Fondata nel 1816, Bødo è stata uno snodo commerciale, poi un centro di pesca alle aringhe, prima di venire rasa al suolo durante la Seconda Guerra Mondiale. Quella che vediamo oggi, quindi, è il frutto di una lunga ricostruzione, che ha trasformato il vecchio villaggio di pescatori in una città ordinata e curata, con un bel porto, immerso nella magnificenza dei paesaggi nordici. Dal dopoguerra è stata un centro importante per la difesa aerea rapida della Nato nello scacchiere settentrionale. Da qui, per dire, lo scorso 29 aprile due F-35 norvegesi sono decollati per intercettare altrettanti Tu-142 russi per il riconoscimento sottomarini che avevano sconfinato senza comunicare intenzioni e coordinate dal Mare di Barents fino al Mare del Nord su rotte civili, quelle transatlantiche, normalmente le più trafficate d'Europa. Un azzardo con pochi precedenti che i media norvegesi spiegano con l'azzeramento del traffico aereo causa lockdown. Poi si è saputo che i due caccia russi erano d'appoggio al Kazan, nuovo sottomarino nucleare di classe Yasen in attività nel Nord Atlantico tra Norvegia e Regno Unito.
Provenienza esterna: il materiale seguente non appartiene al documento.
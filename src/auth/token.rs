//! Immutable bearer tokens, their validity predicate, and the builder used by renewals.

mod secret;

pub use secret::*;

// self
use crate::_prelude::*;

/// Margin subtracted from the server-declared expiry before a token counts as stale.
pub const DEFAULT_EXPIRY_DELTA: Duration = Duration::seconds(60);
/// Token type assumed when the endpoint omits one.
pub const DEFAULT_TOKEN_TYPE: &str = "Bearer";

/// Cache state of a token source, as seen at a given instant.
#[derive(Clone, Copy, Debug, PartialEq, Eq)]
pub enum TokenState {
	/// Nothing cached yet (or the cache was invalidated).
	Empty,
	/// Cached token passes the validity predicate.
	Valid,
	/// Cached token is empty or inside the expiry-delta window; the next call renews it.
	Stale,
}

/// Errors produced by [`TokenBuilder`].
#[derive(Clone, Debug, PartialEq, Eq, ThisError)]
pub enum TokenBuildError {
	/// Issued when no access token value was provided.
	#[error("Access token is required.")]
	MissingAccessToken,
	/// Issued when `issued_at + expires_in` overflows the supported range.
	#[error("The expires_in value exceeds the supported range.")]
	ExpiresInOutOfRange,
	/// Issued when the token cannot be carried in an `Authorization` header.
	#[error("Token type or value contains characters not allowed in an HTTP header.")]
	InvalidHeaderValue,
}

/// Credentials attached to authenticated requests.
///
/// Tokens never change after construction; a stale token is replaced wholesale.
#[derive(Clone)]
pub struct Token {
	/// Token type, normally `Bearer`.
	pub token_type: String,
	/// Access token secret; callers must avoid logging it.
	pub access_token: TokenSecret,
	/// Instant the token was stored.
	pub issued_at: OffsetDateTime,
	/// Absolute expiry; `None` means the token never expires.
	pub expires_at: Option<OffsetDateTime>,
	/// Skew margin subtracted from `expires_at` by the validity predicate.
	pub expiry_delta: Duration,
}
impl Token {
	/// Returns a builder stamped with the default token type and expiry delta.
	pub fn builder() -> TokenBuilder {
		TokenBuilder::default()
	}

	/// Validity predicate: a non-empty access token and `instant < expires_at - expiry_delta`.
	/// Tokens without an expiry are always valid.
	pub fn is_valid_at(&self, instant: OffsetDateTime) -> bool {
		if self.access_token.is_empty() {
			return false;
		}

		match self.expires_at {
			None => true,
			Some(expires_at) => expires_at
				.checked_sub(self.expiry_delta)
				.is_some_and(|stale_at| instant < stale_at),
		}
	}

	/// Convenience helper that evaluates [`Token::is_valid_at`] against the current UTC clock.
	pub fn is_valid(&self) -> bool {
		self.is_valid_at(OffsetDateTime::now_utc())
	}

	/// Value for the `Authorization` header: `<type> <token>`.
	pub fn authorization(&self) -> String {
		format!("{} {}", self.token_type, self.access_token.expose())
	}
}
impl Debug for Token {
	fn fmt(&self, f: &mut Formatter) -> FmtResult {
		f.debug_struct("Token")
			.field("token_type", &self.token_type)
			.field("access_token", &self.access_token)
			.field("issued_at", &self.issued_at)
			.field("expires_at", &self.expires_at)
			.field("expiry_delta", &self.expiry_delta)
			.finish()
	}
}

/// Builder for [`Token`].
#[derive(Clone, Debug)]
pub struct TokenBuilder {
	token_type: String,
	access_token: Option<TokenSecret>,
	issued_at: Option<OffsetDateTime>,
	expires_at: Option<OffsetDateTime>,
	expires_in: Option<Duration>,
	expiry_delta: Duration,
}
impl TokenBuilder {
	/// Sets the token type; blank values fall back to [`DEFAULT_TOKEN_TYPE`].
	pub fn token_type(mut self, token_type: impl Into<String>) -> Self {
		let token_type = token_type.into();

		if !token_type.trim().is_empty() {
			self.token_type = token_type;
		}

		self
	}

	/// Provides the access token value.
	pub fn access_token(mut self, token: impl Into<String>) -> Self {
		self.access_token = Some(TokenSecret::new(token));

		self
	}

	/// Sets the issued-at instant.
	pub fn issued_at(mut self, instant: OffsetDateTime) -> Self {
		self.issued_at = Some(instant);

		self
	}

	/// Sets an absolute expiry instant.
	pub fn expires_at(mut self, instant: OffsetDateTime) -> Self {
		self.expires_at = Some(instant);

		self
	}

	/// Sets a relative expiry duration from the issued instant.
	pub fn expires_in(mut self, duration: Duration) -> Self {
		self.expires_in = Some(duration);

		self
	}

	/// Overrides the expiry delta (defaults to [`DEFAULT_EXPIRY_DELTA`]).
	pub fn expiry_delta(mut self, delta: Duration) -> Self {
		self.expiry_delta = delta;

		self
	}

	/// Consumes the builder and produces a [`Token`].
	pub fn build(self) -> Result<Token, TokenBuildError> {
		let access_token = self.access_token.ok_or(TokenBuildError::MissingAccessToken)?;
		let issued_at = self.issued_at.unwrap_or_else(OffsetDateTime::now_utc);
		let expires_at = match (self.expires_at, self.expires_in) {
			(Some(instant), _) => Some(instant),
			(None, Some(delta)) =>
				Some(issued_at.checked_add(delta).ok_or(TokenBuildError::ExpiresInOutOfRange)?),
			(None, None) => None,
		};

		Ok(Token {
			token_type: self.token_type,
			access_token,
			issued_at,
			expires_at,
			expiry_delta: self.expiry_delta,
		})
	}
}
impl Default for TokenBuilder {
	fn default() -> Self {
		Self {
			token_type: DEFAULT_TOKEN_TYPE.into(),
			access_token: None,
			issued_at: None,
			expires_at: None,
			expires_in: None,
			expiry_delta: DEFAULT_EXPIRY_DELTA,
		}
	}
}

#[cfg(test)]
mod tests {
	// crates.io
	use time::macros;
	// self
	use super::*;

	fn token_issued_at(issued: OffsetDateTime, expires_in: Duration) -> Token {
		Token::builder()
			.access_token("access")
			.issued_at(issued)
			.expires_in(expires_in)
			.build()
			.expect("Token builder should succeed for validity fixtures.")
	}

	#[test]
	fn hour_long_token_goes_stale_inside_default_delta() {
		let issued = macros::datetime!(2025-01-01 00:00 UTC);
		let token = token_issued_at(issued, Duration::seconds(3600));

		assert_eq!(token.expires_at, Some(macros::datetime!(2025-01-01 01:00 UTC)));
		assert!(token.is_valid_at(issued + Duration::seconds(3000)));
		assert!(token.is_valid_at(issued + Duration::seconds(3539)));
		assert!(!token.is_valid_at(issued + Duration::seconds(3540)));
		assert!(!token.is_valid_at(issued + Duration::seconds(3600)));
	}

	#[test]
	fn validity_matches_predicate_across_offsets() {
		let issued = macros::datetime!(2025-06-01 12:00 UTC);

		for (expires_in, delta) in [(120, 60), (600, 0), (30, 60), (3600, 300)] {
			let token = Token::builder()
				.access_token("access")
				.issued_at(issued)
				.expires_in(Duration::seconds(expires_in))
				.expiry_delta(Duration::seconds(delta))
				.build()
				.expect("Token builder should succeed for predicate fixtures.");

			for offset in [-10, 0, 29, 59, 60, 61, 119, 120, 599, 3299, 3300, 4000] {
				let now = issued + Duration::seconds(offset);
				let expected = offset < expires_in - delta;

				assert_eq!(
					token.is_valid_at(now),
					expected,
					"expires_in={expires_in} delta={delta} offset={offset}",
				);
			}
		}
	}

	#[test]
	fn tokens_without_expiry_never_go_stale() {
		let token = Token::builder()
			.access_token("forever")
			.build()
			.expect("Token builder should accept a missing expiry.");

		assert_eq!(token.expires_at, None);
		assert!(token.is_valid_at(macros::datetime!(2999-12-31 23:59 UTC)));
		assert!(token.is_valid());
	}

	#[test]
	fn empty_access_token_is_never_valid() {
		let token = Token::builder()
			.access_token("")
			.build()
			.expect("Token builder should accept an empty access token.");

		assert!(!token.is_valid_at(macros::datetime!(2000-01-01 00:00 UTC)));
	}

	#[test]
	fn builder_requires_access_token_and_defaults_type() {
		assert_eq!(Token::builder().build().unwrap_err(), TokenBuildError::MissingAccessToken);

		let token = Token::builder()
			.token_type(" ")
			.access_token("abc")
			.build()
			.expect("Blank token type should fall back to the default.");

		assert_eq!(token.token_type, DEFAULT_TOKEN_TYPE);
		assert_eq!(token.authorization(), "Bearer abc");
		assert_eq!(token.expiry_delta, DEFAULT_EXPIRY_DELTA);
		assert!(!format!("{token:?}").contains("abc"));
	}
}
Città di piloti e pescatori di merluzzo, Bødo è soprattutto natura estrema, come era chiaro da quell'impatto potente all'uscita dalle gallerie.

È la «capitale delle aquile di mare», che hanno eletto domicilio in questi scenari aspri e acque glaciali; e ospita lo spaventoso Saltstraumen Maelstrom, la corrente marina più impetuosa del mondo, gorghi che non a caso ispirarono un intenditore del brivido come Edgar Allan Poe.